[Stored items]
----------
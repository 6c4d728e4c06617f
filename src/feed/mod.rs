//! State feed: the per-room WebSocket stream of playback status frames.
mod backoff;
mod client;
mod endpoint;
mod frame;
pub mod status;

pub use backoff::{Backoff, DEFAULT_DELAY_CAP, DEFAULT_INITIAL_DELAY};
pub use client::{FeedEvent, spawn_state_feed};
pub use endpoint::{chat_relay_url, room_endpoint, state_feed_url};
pub use frame::{StateFrame, decode_frame};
----------
(Task item)
Nothing may be dropped or altered. Copy every line above.

(Task response)
repository 6c4d728e4c06617f
filename src/feed/mod.rs
//! State feed: the per-room WebSocket stream of playback status frames.
mod backoff;
mod client;
mod endpoint;
mod frame;
pub mod status;

pub use backoff::{Backoff, DEFAULT_DELAY_CAP, DEFAULT_INITIAL_DELAY};
pub use client::{FeedEvent, spawn_state_feed};
pub use endpoint::{chat_relay_url, room_endpoint, state_feed_url};
pub use frame::{StateFrame, decode_frame};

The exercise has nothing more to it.